FINELINE DRYWALL, INC.
ENTRY
Following a default judgment and an elapsed appeals period, Plaintiff Creditor moves for a writ of execution against Defendant Debtor and moves for a judgment against Trustee, MacMillin Company. As there is no opposition to Creditor’s first motion and the appeals period has lapsed, the court grants the motion and shall issue a writ of execution against Fineline Drywall, Inc. As to the second question of whether Creditor has a right to obtain a judgment from Trustee, a brief review of the facts and law is necessary.
From an April 15, 2005 default judgment, Creditor has a judgment lien of $46,000 on Debtor’s assets. As part of an attempt to secure this judgment, Creditor served Trustee with process to secure money that it owed to Debtor. 12 V.S.A. § 3013. Prior to this action, Trustee had subcontracted with Debtor for drywall work on a number of jobs. Debtor did about $15,000 worth of work on the projects but did not finish. At the time Creditor served process, Trustee admitted that it owed Debtor $15,000 for work performed but stated that the sum was not certain as required under 12 V.S.A. § 3018 because Trustee had a contractual right to deduct completion costs from the amount owed. Subsequently, Trustee made one payment directly to an employee of Debtor for $6,000. Trustee now offers affidavits and contracts showing that in fact it incurred completion costs of $52,000, which exceeded the amount owed and should cancel its balance as a trustee.

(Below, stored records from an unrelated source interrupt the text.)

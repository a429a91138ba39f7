//! Wire format encoding and decoding.
//!
//! Implements the 48-byte daemon header:
//! ```text
//! ┌─────────────┬───────────────┬─────────────┬──────────────┬─────────────┐
//! │ Service tag │ Private group │ Group count │ Message type │ Payload len │
//! │ 4 bytes     │ 32 bytes      │ 4 bytes     │ 4 bytes      │ 4 bytes     │
//! │             │ null-padded   │ uint32 LE   │              │ uint32 LE   │
//! └─────────────┴───────────────┴─────────────┴──────────────┴─────────────┘
//! ```
//!
//! The trailing region of a frame holds the group-name list (32 bytes per
//! entry, `group_count` entries) followed by the payload (`payload_len`
//! bytes), so the total frame length is
//! `48 + payload_len + 32 * group_count`.
//!
//! All multi-byte integers are Little Endian.

use crate::error::{Result, SpreadError};

/// Header size in bytes (fixed, exactly 48).
pub const HEADER_SIZE: usize = 48;

/// Width of a padded group name field.
pub const GROUP_NAME_LEN: usize = 32;

/// Offset of the group-count scalar within the header.
pub const GROUP_COUNT_OFFSET: usize = 36;

/// Offset of the message-type tag within the header.
pub const MESSAGE_TYPE_OFFSET: usize = 40;

/// Offset of the payload byte length within the header.
pub const PAYLOAD_LEN_OFFSET: usize = 44;

/// Default maximum trailing length per frame (1 MiB).
///
/// A declared length above this ceiling is treated as a corrupt header and
/// is fatal to the connection: skipping a frame based on a corrupted length
/// field can desynchronize the stream permanently.
pub const DEFAULT_MAX_FRAME_BYTES: u32 = 1024 * 1024;

/// Service tag of a membership / join-reply frame from the daemon.
pub const MEMBERSHIP_TAG: [u8; 4] = [0x80, 0x11, 0x00, 0x80];

/// Service tag of an outbound join request.
pub const JOIN_SERVICE_TAG: [u8; 4] = [0x80, 0x00, 0x01, 0x80];

/// Message-type tag carried by application send frames.
pub const SEND_MESSAGE_TYPE: [u8; 4] = [0x80, 0x01, 0x00, 0x80];

/// Message-type tag carried by join frames.
pub const JOIN_MESSAGE_TYPE: [u8; 4] = [0x80, 0x00, 0x00, 0x80];

/// Fixed preamble of the identity frame sent right after connecting.
pub const IDENTITY_PREAMBLE: [u8; 4] = [0x04, 0x03, 0x00, 0x01];

/// Length of the null-credential authentication frame.
pub const CREDENTIAL_LEN: usize = 90;

/// Maximum client name length (single-byte length field on the wire).
pub const MAX_CLIENT_NAME_LEN: usize = 255;

/// Ordering class of a message frame, identified by its 4-byte service tag.
///
/// The daemon distinguishes six delivery classes. This client recognizes
/// all six on receive but only ever emits [`OrderingClass::Unreliable`] for
/// application sends; no ordering guarantee beyond tag preservation is
/// implemented.
#[derive(Debug, Clone, Copy, PartialEq, Eq)]
pub enum OrderingClass {
    Unreliable,
    Reliable,
    Fifo,
    Causal,
    Agreed,
    Safe,
}

impl OrderingClass {
    /// All ordering classes, in tag order.
    pub const ALL: [OrderingClass; 6] = [
        OrderingClass::Unreliable,
        OrderingClass::Reliable,
        OrderingClass::Fifo,
        OrderingClass::Causal,
        OrderingClass::Agreed,
        OrderingClass::Safe,
    ];

    /// The 4-byte service tag for this class.
    pub fn tag(self) -> [u8; 4] {
        let lead = match self {
            OrderingClass::Unreliable => 0x81,
            OrderingClass::Reliable => 0x82,
            OrderingClass::Fifo => 0x84,
            OrderingClass::Causal => 0x88,
            OrderingClass::Agreed => 0x90,
            OrderingClass::Safe => 0xa0,
        };
        [lead, 0x00, 0x00, 0x80]
    }

    /// Classify a 4-byte service tag, `None` for non-message tags.
    pub fn from_tag(tag: [u8; 4]) -> Option<Self> {
        OrderingClass::ALL.into_iter().find(|c| c.tag() == tag)
    }
}

/// Encode a 32-bit value as 4 little-endian bytes.
#[inline]
pub fn encode_u32(value: u32) -> [u8; 4] {
    value.to_le_bytes()
}

/// Decode 4 little-endian bytes starting at `offset`.
///
/// # Panics
///
/// Panics if `buf` holds fewer than `offset + 4` bytes. Callers confirm
/// header presence before decoding length fields.
#[inline]
pub fn decode_u32(buf: &[u8], offset: usize) -> u32 {
    u32::from_le_bytes([buf[offset], buf[offset + 1], buf[offset + 2], buf[offset + 3]])
}

/// Null-pad a group name to its fixed 32-byte wire width.
///
/// An input longer than [`GROUP_NAME_LEN`] is a contract violation and is
/// rejected rather than silently truncated, since truncation would corrupt
/// the frame.
pub fn pad_group(name: &str) -> Result<[u8; GROUP_NAME_LEN]> {
    let bytes = name.as_bytes();
    if bytes.len() > GROUP_NAME_LEN {
        return Err(SpreadError::Protocol(format!(
            "group name {:?} exceeds {} bytes",
            name, GROUP_NAME_LEN
        )));
    }
    let mut padded = [0u8; GROUP_NAME_LEN];
    padded[..bytes.len()].copy_from_slice(bytes);
    Ok(padded)
}

/// Strip trailing null bytes from a padded field.
pub fn trim_trailing_nulls(buf: &[u8]) -> &[u8] {
    let end = buf.iter().rposition(|&b| b != 0).map_or(0, |p| p + 1);
    &buf[..end]
}

/// Read a padded group-name field back out as a `String`.
pub fn unpad_group(buf: &[u8]) -> String {
    String::from_utf8_lossy(trim_trailing_nulls(buf)).into_owned()
}

/// Decoded header from wire format.
#[derive(Debug, Clone, PartialEq, Eq)]
pub struct Header {
    /// 4-byte service tag (frame class).
    pub service_tag: [u8; 4],
    /// Sender's private group name (trimmed).
    pub private_group: String,
    /// Number of 32-byte group-name entries in the trailing region.
    pub group_count: u32,
    /// 4-byte message-type tag.
    pub message_type: [u8; 4],
    /// Payload byte length (excludes the group-name list).
    pub payload_len: u32,
}

impl Header {
    /// Create a new header.
    pub fn new(
        service_tag: [u8; 4],
        private_group: &str,
        group_count: u32,
        message_type: [u8; 4],
        payload_len: u32,
    ) -> Self {
        Self {
            service_tag,
            private_group: private_group.to_string(),
            group_count,
            message_type,
            payload_len,
        }
    }

    /// Encode the header to its 48-byte wire form.
    ///
    /// Fails if the private group name exceeds the 32-byte field width.
    pub fn encode(&self) -> Result<[u8; HEADER_SIZE]> {
        let mut buf = [0u8; HEADER_SIZE];
        buf[0..4].copy_from_slice(&self.service_tag);
        buf[4..36].copy_from_slice(&pad_group(&self.private_group)?);
        buf[GROUP_COUNT_OFFSET..GROUP_COUNT_OFFSET + 4]
            .copy_from_slice(&encode_u32(self.group_count));
        buf[MESSAGE_TYPE_OFFSET..MESSAGE_TYPE_OFFSET + 4].copy_from_slice(&self.message_type);
        buf[PAYLOAD_LEN_OFFSET..PAYLOAD_LEN_OFFSET + 4]
            .copy_from_slice(&encode_u32(self.payload_len));
        Ok(buf)
    }

    /// Decode a header from the first 48 bytes of `buf`.
    ///
    /// Returns `None` if the buffer is too short.
    pub fn decode(buf: &[u8]) -> Option<Self> {
        if buf.len() < HEADER_SIZE {
            return None;
        }
        Some(Self {
            service_tag: [buf[0], buf[1], buf[2], buf[3]],
            private_group: unpad_group(&buf[4..36]),
            group_count: decode_u32(buf, GROUP_COUNT_OFFSET),
            message_type: [
                buf[MESSAGE_TYPE_OFFSET],
                buf[MESSAGE_TYPE_OFFSET + 1],
                buf[MESSAGE_TYPE_OFFSET + 2],
                buf[MESSAGE_TYPE_OFFSET + 3],
            ],
            payload_len: decode_u32(buf, PAYLOAD_LEN_OFFSET),
        })
    }

    /// Total trailing length declared by this header.
    #[inline]
    pub fn trailing_len(&self) -> usize {
        self.payload_len as usize + GROUP_NAME_LEN * self.group_count as usize
    }

    /// Ordering class of this frame, `None` for control frames.
    #[inline]
    pub fn ordering_class(&self) -> Option<OrderingClass> {
        OrderingClass::from_tag(self.service_tag)
    }
}

#[cfg(test)]
mod tests {
    use super::*;

    #[test]
    fn test_u32_little_endian_byte_order() {
        let bytes = encode_u32(0x0403_0201);
        assert_eq!(bytes, [0x01, 0x02, 0x03, 0x04]);
        assert_eq!(decode_u32(&bytes, 0), 0x0403_0201);
    }

    #[test]
    fn test_u32_roundtrip_at_offset() {
        let mut buf = vec![0xFFu8; 3];
        buf.extend_from_slice(&encode_u32(123_456_789));
        assert_eq!(decode_u32(&buf, 3), 123_456_789);
    }

    #[test]
    fn test_pad_group_null_padded() {
        let padded = pad_group("chat").unwrap();
        assert_eq!(&padded[..4], b"chat");
        assert!(padded[4..].iter().all(|&b| b == 0));
    }

    #[test]
    fn test_pad_group_exact_width() {
        let name = "a".repeat(GROUP_NAME_LEN);
        let padded = pad_group(&name).unwrap();
        assert_eq!(&padded[..], name.as_bytes());
    }

    #[test]
    fn test_pad_group_too_long_rejected() {
        let name = "a".repeat(GROUP_NAME_LEN + 1);
        let result = pad_group(&name);
        assert!(result.is_err());
        assert!(result.unwrap_err().to_string().contains("exceeds"));
    }

    #[test]
    fn test_trim_trailing_nulls() {
        assert_eq!(trim_trailing_nulls(b"chat\x00\x00\x00"), b"chat");
        assert_eq!(trim_trailing_nulls(b"\x00\x00"), b"");
        assert_eq!(trim_trailing_nulls(b"no-padding"), b"no-padding");
        // Interior nulls are preserved
        assert_eq!(trim_trailing_nulls(b"a\x00b\x00"), b"a\x00b");
    }

    #[test]
    fn test_unpad_roundtrip() {
        let padded = pad_group("#svc1").unwrap();
        assert_eq!(unpad_group(&padded), "#svc1");
    }

    #[test]
    fn test_ordering_class_tags() {
        assert_eq!(OrderingClass::Unreliable.tag(), [0x81, 0x00, 0x00, 0x80]);
        assert_eq!(OrderingClass::Safe.tag(), [0xa0, 0x00, 0x00, 0x80]);
        for class in OrderingClass::ALL {
            assert_eq!(OrderingClass::from_tag(class.tag()), Some(class));
        }
    }

    #[test]
    fn test_ordering_class_rejects_control_tags() {
        assert_eq!(OrderingClass::from_tag(MEMBERSHIP_TAG), None);
        assert_eq!(OrderingClass::from_tag(JOIN_SERVICE_TAG), None);
        assert_eq!(OrderingClass::from_tag([0x00; 4]), None);
    }

    #[test]
    fn test_header_encode_decode_roundtrip() {
        let header = Header::new(
            OrderingClass::Unreliable.tag(),
            "#svc1",
            1,
            SEND_MESSAGE_TYPE,
            17,
        );
        let bytes = header.encode().unwrap();
        assert_eq!(bytes.len(), HEADER_SIZE);
        let decoded = Header::decode(&bytes).unwrap();
        assert_eq!(decoded, header);
    }

    #[test]
    fn test_header_field_offsets() {
        let header = Header::new([0x81, 0x00, 0x00, 0x80], "g", 2, SEND_MESSAGE_TYPE, 0x0102);
        let bytes = header.encode().unwrap();

        assert_eq!(&bytes[0..4], &[0x81, 0x00, 0x00, 0x80]);
        assert_eq!(bytes[4], b'g');
        assert_eq!(&bytes[36..40], &[2, 0, 0, 0]);
        assert_eq!(&bytes[40..44], &SEND_MESSAGE_TYPE);
        assert_eq!(&bytes[44..48], &[0x02, 0x01, 0x00, 0x00]);
    }

    #[test]
    fn test_header_trailing_len() {
        let header = Header::new(MEMBERSHIP_TAG, "", 3, JOIN_MESSAGE_TYPE, 10);
        assert_eq!(header.trailing_len(), 10 + 3 * GROUP_NAME_LEN);
    }

    #[test]
    fn test_header_decode_too_short() {
        assert!(Header::decode(&[0u8; HEADER_SIZE - 1]).is_none());
    }
}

Under the relevant statute, a trustee is liable only for “[a]ny money or other thing due the [debtor] . . . provided it is due absolutely and without contingency.” 12 V.S.A. § 3018; see also § 3019 (the contingency must date from the time of service). Courts interpreting these sections have emphasized that a contingency means that the existence and the amount is in question and not merely the liability. Ricker v. Lajoie, 314 F. Supp. 401, 402–03 (D.Vt. 1970).
As specific application of this principle, a trustee may deduct from its obligation to debtor any demands the trustee has under a contract with the debtor. § 3076. This limitation prevents Creditors from selectively looking at the debtor–trustee contractual relationship, but it also limits a Trustee to contractual relationships when seeking to apply the exception. See Johnson v. Howard, 41 Vt. 122, 125–27 (1868) (Town unable to deduct taxes owed to cancel trustee process on contractual amounts owed to debtor).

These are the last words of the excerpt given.